Start of Block

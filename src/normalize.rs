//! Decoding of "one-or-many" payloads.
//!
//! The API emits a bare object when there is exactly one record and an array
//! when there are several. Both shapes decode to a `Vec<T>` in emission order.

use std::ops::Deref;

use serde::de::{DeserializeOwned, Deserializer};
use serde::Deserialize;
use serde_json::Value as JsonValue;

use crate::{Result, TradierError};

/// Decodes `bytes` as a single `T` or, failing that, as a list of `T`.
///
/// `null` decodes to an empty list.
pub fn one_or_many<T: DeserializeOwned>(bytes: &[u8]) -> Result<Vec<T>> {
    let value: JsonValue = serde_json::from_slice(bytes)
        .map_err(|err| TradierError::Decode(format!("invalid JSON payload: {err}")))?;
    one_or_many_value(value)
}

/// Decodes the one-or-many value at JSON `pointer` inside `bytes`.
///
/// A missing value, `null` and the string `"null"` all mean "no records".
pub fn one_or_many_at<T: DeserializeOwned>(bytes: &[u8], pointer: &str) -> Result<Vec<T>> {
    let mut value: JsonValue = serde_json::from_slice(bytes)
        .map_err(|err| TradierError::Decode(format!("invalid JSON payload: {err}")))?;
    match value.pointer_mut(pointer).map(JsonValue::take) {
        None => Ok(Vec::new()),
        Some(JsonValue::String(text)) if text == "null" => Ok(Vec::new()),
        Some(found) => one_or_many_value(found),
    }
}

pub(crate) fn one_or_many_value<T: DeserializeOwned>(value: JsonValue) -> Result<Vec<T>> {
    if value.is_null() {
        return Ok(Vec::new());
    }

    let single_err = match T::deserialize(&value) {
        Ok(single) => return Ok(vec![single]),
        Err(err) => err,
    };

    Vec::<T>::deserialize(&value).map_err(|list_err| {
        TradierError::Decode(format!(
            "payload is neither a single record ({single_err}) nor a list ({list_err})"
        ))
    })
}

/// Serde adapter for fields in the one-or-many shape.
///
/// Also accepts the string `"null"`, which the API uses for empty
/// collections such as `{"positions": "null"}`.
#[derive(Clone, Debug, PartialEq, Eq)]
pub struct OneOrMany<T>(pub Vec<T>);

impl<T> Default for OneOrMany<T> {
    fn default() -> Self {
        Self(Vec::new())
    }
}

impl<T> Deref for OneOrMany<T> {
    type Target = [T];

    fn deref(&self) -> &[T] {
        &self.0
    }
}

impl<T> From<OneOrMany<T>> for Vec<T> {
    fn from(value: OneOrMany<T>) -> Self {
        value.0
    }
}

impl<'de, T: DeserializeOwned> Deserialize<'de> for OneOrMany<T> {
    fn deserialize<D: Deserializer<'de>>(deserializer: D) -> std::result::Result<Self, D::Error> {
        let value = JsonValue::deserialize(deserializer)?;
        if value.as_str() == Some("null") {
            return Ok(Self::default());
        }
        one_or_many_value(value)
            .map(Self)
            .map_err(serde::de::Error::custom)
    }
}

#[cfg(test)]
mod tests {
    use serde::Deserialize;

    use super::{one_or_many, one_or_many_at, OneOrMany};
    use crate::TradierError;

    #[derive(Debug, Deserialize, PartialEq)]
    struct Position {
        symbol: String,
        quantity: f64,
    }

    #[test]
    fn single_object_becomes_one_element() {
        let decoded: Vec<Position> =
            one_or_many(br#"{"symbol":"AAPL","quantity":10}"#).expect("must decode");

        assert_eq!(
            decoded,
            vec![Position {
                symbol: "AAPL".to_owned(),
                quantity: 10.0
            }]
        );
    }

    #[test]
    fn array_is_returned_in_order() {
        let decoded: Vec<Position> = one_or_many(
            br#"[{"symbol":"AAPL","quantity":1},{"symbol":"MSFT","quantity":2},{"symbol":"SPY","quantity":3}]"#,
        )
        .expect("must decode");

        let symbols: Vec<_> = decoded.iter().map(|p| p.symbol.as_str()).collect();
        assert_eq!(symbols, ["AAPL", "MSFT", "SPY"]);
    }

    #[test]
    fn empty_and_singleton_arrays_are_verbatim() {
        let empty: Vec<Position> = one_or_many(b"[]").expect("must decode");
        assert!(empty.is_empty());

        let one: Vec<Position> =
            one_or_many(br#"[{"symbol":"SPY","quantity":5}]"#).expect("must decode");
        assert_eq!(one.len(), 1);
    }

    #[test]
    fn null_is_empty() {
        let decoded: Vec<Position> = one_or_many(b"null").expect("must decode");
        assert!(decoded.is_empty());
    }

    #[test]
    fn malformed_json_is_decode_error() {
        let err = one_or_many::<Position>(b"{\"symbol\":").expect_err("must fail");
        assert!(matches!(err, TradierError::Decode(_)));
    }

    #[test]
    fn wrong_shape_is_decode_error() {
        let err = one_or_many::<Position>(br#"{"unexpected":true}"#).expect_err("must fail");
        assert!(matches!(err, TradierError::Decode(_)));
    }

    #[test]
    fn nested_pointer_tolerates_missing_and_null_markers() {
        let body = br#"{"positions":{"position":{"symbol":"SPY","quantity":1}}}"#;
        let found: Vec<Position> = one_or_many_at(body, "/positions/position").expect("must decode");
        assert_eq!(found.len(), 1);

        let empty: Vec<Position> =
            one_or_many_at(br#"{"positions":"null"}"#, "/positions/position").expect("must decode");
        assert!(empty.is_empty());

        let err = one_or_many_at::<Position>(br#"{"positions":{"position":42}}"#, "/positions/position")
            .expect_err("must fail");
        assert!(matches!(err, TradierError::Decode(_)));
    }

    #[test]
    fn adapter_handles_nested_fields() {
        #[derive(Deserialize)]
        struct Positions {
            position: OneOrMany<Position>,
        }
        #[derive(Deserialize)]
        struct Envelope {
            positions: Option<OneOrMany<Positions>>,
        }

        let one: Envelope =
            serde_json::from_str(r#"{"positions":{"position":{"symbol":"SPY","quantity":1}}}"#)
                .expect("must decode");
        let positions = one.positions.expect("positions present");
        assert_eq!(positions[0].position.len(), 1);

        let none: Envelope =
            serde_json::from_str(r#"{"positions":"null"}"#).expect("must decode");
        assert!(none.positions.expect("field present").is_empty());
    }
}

End of Block
Start of Block

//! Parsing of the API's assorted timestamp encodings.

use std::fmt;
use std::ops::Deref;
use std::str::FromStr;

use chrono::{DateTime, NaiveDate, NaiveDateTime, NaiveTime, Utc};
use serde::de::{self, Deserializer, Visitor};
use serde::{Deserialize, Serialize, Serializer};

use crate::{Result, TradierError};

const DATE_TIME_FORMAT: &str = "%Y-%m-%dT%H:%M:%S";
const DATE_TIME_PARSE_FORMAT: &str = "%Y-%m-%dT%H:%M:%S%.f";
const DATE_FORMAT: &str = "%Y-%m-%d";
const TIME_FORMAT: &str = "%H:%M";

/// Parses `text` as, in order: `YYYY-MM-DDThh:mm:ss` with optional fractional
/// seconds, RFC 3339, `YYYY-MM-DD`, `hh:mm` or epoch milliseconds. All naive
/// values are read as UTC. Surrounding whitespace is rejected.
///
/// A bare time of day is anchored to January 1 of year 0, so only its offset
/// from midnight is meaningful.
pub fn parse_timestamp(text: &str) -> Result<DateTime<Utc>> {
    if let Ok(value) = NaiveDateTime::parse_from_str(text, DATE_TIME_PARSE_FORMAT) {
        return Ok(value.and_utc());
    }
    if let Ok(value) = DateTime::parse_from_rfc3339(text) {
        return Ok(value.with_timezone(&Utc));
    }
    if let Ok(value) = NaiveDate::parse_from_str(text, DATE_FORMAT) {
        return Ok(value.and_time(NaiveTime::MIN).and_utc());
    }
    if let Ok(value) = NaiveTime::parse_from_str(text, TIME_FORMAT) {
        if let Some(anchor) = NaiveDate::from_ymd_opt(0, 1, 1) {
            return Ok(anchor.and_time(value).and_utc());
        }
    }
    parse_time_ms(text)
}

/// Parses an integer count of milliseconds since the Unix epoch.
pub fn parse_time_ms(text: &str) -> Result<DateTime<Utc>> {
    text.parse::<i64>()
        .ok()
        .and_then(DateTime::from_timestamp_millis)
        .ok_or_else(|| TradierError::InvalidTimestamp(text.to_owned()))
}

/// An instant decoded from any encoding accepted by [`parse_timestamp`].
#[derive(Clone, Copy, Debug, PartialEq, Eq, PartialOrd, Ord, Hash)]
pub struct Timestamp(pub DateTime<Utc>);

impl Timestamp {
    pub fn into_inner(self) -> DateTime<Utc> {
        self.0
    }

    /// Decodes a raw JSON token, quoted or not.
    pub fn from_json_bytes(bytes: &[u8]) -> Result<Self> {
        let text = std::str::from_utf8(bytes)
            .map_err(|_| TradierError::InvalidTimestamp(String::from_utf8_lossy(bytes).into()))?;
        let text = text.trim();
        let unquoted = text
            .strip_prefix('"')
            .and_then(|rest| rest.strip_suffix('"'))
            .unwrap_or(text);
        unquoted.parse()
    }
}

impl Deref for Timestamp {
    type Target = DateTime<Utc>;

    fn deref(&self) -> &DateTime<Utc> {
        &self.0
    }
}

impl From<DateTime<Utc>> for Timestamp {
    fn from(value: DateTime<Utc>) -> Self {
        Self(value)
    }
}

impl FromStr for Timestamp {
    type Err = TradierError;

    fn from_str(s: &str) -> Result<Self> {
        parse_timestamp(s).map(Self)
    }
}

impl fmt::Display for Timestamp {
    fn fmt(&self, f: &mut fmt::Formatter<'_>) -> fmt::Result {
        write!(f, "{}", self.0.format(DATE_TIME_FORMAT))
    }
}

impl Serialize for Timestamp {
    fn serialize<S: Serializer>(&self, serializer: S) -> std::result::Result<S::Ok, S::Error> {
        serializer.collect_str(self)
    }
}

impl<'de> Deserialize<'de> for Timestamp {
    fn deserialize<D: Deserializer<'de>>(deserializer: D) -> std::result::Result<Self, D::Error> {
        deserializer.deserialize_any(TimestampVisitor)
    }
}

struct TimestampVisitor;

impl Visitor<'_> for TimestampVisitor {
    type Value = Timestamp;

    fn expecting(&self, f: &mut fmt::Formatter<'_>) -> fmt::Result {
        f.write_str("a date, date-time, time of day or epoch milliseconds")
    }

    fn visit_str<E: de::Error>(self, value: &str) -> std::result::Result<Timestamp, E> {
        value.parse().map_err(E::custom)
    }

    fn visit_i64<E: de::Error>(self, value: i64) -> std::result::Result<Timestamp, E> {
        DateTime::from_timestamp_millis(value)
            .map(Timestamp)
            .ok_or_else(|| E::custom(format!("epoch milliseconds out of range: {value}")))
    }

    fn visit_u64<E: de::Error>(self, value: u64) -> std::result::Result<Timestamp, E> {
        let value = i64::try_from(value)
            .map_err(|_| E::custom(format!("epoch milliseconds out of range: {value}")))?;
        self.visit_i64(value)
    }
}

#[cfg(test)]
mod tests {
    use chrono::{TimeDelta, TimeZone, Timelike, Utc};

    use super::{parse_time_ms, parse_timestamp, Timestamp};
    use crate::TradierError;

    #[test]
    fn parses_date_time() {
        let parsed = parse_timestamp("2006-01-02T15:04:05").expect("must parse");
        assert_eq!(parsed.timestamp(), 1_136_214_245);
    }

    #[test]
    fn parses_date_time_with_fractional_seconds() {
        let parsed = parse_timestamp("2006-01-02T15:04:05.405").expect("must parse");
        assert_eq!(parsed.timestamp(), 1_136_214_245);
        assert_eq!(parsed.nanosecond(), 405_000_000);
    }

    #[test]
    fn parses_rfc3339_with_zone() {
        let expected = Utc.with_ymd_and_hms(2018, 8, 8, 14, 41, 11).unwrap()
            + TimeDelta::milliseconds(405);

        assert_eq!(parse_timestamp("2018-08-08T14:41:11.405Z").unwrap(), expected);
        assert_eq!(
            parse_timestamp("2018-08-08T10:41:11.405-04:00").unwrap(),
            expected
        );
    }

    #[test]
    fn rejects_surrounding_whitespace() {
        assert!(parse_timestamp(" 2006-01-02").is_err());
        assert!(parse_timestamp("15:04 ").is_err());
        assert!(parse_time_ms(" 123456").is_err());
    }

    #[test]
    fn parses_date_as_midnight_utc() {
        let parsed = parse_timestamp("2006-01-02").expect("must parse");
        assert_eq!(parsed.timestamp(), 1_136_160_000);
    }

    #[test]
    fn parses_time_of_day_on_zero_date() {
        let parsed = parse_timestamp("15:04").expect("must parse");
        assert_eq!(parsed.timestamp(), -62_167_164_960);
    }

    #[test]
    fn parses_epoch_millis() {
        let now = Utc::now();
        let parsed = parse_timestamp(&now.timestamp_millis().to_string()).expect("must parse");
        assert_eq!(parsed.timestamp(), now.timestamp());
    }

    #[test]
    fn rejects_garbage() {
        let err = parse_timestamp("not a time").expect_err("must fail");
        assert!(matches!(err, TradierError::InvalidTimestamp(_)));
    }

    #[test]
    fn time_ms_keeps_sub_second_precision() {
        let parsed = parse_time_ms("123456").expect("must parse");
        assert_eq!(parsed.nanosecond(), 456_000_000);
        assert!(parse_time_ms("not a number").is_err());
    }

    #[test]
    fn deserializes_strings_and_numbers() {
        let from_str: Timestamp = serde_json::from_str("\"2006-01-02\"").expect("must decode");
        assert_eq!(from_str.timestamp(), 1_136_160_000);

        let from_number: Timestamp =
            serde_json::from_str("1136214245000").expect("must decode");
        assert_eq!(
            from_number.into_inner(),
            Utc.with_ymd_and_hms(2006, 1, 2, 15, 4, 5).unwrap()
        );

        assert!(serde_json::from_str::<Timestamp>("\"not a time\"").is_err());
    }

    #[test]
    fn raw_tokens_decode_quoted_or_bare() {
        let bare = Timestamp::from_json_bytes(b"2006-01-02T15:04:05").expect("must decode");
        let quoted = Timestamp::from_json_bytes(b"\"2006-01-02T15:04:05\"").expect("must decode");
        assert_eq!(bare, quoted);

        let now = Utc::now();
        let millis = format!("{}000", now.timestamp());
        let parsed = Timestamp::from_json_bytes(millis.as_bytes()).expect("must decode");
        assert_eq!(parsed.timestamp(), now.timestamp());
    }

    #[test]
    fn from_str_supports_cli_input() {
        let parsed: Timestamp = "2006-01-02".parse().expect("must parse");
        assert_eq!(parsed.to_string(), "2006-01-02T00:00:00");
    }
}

End of Block

Exercise instructions:
Where the listing above reaches the line that contains "filename src/normalize.rs", start retyping, and finish with the line that contains "Some(JsonValue::String(text)) if text"; reproduce those lines exactly and no others.

Result below:
filename src/normalize.rs
//! Decoding of "one-or-many" payloads.
//!
//! The API emits a bare object when there is exactly one record and an array
//! when there are several. Both shapes decode to a `Vec<T>` in emission order.

use std::ops::Deref;

use serde::de::{DeserializeOwned, Deserializer};
use serde::Deserialize;
use serde_json::Value as JsonValue;

use crate::{Result, TradierError};

/// Decodes `bytes` as a single `T` or, failing that, as a list of `T`.
///
/// `null` decodes to an empty list.
pub fn one_or_many<T: DeserializeOwned>(bytes: &[u8]) -> Result<Vec<T>> {
    let value: JsonValue = serde_json::from_slice(bytes)
        .map_err(|err| TradierError::Decode(format!("invalid JSON payload: {err}")))?;
    one_or_many_value(value)
}

/// Decodes the one-or-many value at JSON `pointer` inside `bytes`.
///
/// A missing value, `null` and the string `"null"` all mean "no records".
pub fn one_or_many_at<T: DeserializeOwned>(bytes: &[u8], pointer: &str) -> Result<Vec<T>> {
    let mut value: JsonValue = serde_json::from_slice(bytes)
        .map_err(|err| TradierError::Decode(format!("invalid JSON payload: {err}")))?;
    match value.pointer_mut(pointer).map(JsonValue::take) {
        None => Ok(Vec::new()),
        Some(JsonValue::String(text)) if text == "null" => Ok(Vec::new()),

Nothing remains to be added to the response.